-- Extracted information follows --
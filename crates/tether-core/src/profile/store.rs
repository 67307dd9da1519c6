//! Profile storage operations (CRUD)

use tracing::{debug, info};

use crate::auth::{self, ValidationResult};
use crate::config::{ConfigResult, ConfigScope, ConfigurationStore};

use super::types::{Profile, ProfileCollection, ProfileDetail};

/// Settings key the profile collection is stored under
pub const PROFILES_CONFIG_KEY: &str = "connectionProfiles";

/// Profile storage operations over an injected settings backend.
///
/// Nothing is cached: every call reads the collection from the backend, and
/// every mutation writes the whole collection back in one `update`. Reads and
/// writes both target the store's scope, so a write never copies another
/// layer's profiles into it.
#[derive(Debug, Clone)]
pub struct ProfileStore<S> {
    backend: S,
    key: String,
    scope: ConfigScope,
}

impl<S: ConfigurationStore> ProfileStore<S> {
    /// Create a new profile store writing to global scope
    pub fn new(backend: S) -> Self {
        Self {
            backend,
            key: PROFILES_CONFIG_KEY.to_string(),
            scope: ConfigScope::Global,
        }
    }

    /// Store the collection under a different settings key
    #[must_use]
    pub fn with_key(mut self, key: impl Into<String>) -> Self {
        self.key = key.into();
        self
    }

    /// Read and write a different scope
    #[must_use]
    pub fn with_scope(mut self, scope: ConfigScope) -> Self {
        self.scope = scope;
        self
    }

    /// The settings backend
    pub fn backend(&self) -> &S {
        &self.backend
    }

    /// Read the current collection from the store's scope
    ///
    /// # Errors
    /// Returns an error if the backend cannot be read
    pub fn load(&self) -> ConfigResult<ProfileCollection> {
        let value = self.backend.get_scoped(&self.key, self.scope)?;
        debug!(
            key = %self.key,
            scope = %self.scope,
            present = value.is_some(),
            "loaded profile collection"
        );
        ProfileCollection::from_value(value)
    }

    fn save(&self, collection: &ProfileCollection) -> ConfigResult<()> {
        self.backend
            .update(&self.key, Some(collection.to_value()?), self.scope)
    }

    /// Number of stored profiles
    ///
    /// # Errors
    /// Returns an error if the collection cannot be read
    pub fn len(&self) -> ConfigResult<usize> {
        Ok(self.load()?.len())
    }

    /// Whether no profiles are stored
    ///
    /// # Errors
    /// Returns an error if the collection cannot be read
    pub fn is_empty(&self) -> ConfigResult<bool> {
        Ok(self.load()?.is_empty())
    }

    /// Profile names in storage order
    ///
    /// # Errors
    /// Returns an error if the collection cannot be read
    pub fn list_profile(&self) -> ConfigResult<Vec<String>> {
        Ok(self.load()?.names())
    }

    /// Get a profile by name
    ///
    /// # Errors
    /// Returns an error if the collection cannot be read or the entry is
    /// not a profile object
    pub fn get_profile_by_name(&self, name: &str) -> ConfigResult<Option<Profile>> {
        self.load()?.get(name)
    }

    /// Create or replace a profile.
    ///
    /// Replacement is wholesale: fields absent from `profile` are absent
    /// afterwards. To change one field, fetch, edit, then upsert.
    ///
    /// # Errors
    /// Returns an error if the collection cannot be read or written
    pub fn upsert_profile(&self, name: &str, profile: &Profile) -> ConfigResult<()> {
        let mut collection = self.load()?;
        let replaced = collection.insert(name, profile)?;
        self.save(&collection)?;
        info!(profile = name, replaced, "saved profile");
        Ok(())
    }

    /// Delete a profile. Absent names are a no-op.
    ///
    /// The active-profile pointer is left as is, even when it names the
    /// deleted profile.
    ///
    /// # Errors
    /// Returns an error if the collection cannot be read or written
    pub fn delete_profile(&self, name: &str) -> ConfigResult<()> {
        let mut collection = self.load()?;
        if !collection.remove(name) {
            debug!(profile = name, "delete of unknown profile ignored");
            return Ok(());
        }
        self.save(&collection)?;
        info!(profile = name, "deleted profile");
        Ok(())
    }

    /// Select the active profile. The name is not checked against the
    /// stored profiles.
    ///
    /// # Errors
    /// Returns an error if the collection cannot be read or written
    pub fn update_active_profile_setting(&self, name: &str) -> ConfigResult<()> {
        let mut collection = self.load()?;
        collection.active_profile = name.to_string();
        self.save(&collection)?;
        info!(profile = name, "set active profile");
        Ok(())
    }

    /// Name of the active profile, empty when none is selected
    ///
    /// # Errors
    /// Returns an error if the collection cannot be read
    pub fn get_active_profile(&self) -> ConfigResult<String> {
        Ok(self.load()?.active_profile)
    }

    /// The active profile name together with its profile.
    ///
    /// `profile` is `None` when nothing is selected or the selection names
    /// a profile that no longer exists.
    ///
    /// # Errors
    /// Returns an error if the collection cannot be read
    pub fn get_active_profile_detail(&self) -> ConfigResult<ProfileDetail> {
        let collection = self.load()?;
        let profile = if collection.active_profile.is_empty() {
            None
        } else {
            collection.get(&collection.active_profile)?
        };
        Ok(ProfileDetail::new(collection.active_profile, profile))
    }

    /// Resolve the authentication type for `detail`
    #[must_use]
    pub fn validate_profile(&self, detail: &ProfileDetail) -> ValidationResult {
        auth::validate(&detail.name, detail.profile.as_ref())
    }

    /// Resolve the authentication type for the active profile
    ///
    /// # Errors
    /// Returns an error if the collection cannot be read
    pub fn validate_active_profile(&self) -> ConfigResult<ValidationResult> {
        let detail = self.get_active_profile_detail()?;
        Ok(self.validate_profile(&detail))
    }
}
-- Extracted information concluded --
*Description of the task*
Look above for the line holding "Ok(self.load()?.len())". Print it and every line after it, exactly, through the line holding "pub fn update_active_profile_setting(&self, name: &str)".

*Result for this exercise*
        Ok(self.load()?.len())
    }

    /// Whether no profiles are stored
    ///
    /// # Errors
    /// Returns an error if the collection cannot be read
    pub fn is_empty(&self) -> ConfigResult<bool> {
        Ok(self.load()?.is_empty())
    }

    /// Profile names in storage order
    ///
    /// # Errors
    /// Returns an error if the collection cannot be read
    pub fn list_profile(&self) -> ConfigResult<Vec<String>> {
        Ok(self.load()?.names())
    }

    /// Get a profile by name
    ///
    /// # Errors
    /// Returns an error if the collection cannot be read or the entry is
    /// not a profile object
    pub fn get_profile_by_name(&self, name: &str) -> ConfigResult<Option<Profile>> {
        self.load()?.get(name)
    }

    /// Create or replace a profile.
    ///
    /// Replacement is wholesale: fields absent from `profile` are absent
    /// afterwards. To change one field, fetch, edit, then upsert.
    ///
    /// # Errors
    /// Returns an error if the collection cannot be read or written
    pub fn upsert_profile(&self, name: &str, profile: &Profile) -> ConfigResult<()> {
        let mut collection = self.load()?;
        let replaced = collection.insert(name, profile)?;
        self.save(&collection)?;
        info!(profile = name, replaced, "saved profile");
        Ok(())
    }

    /// Delete a profile. Absent names are a no-op.
    ///
    /// The active-profile pointer is left as is, even when it names the
    /// deleted profile.
    ///
    /// # Errors
    /// Returns an error if the collection cannot be read or written
    pub fn delete_profile(&self, name: &str) -> ConfigResult<()> {
        let mut collection = self.load()?;
        if !collection.remove(name) {
            debug!(profile = name, "delete of unknown profile ignored");
            return Ok(());
        }
        self.save(&collection)?;
        info!(profile = name, "deleted profile");
        Ok(())
    }

    /// Select the active profile. The name is not checked against the
    /// stored profiles.
    ///
    /// # Errors
    /// Returns an error if the collection cannot be read or written
    pub fn update_active_profile_setting(&self, name: &str) -> ConfigResult<()> {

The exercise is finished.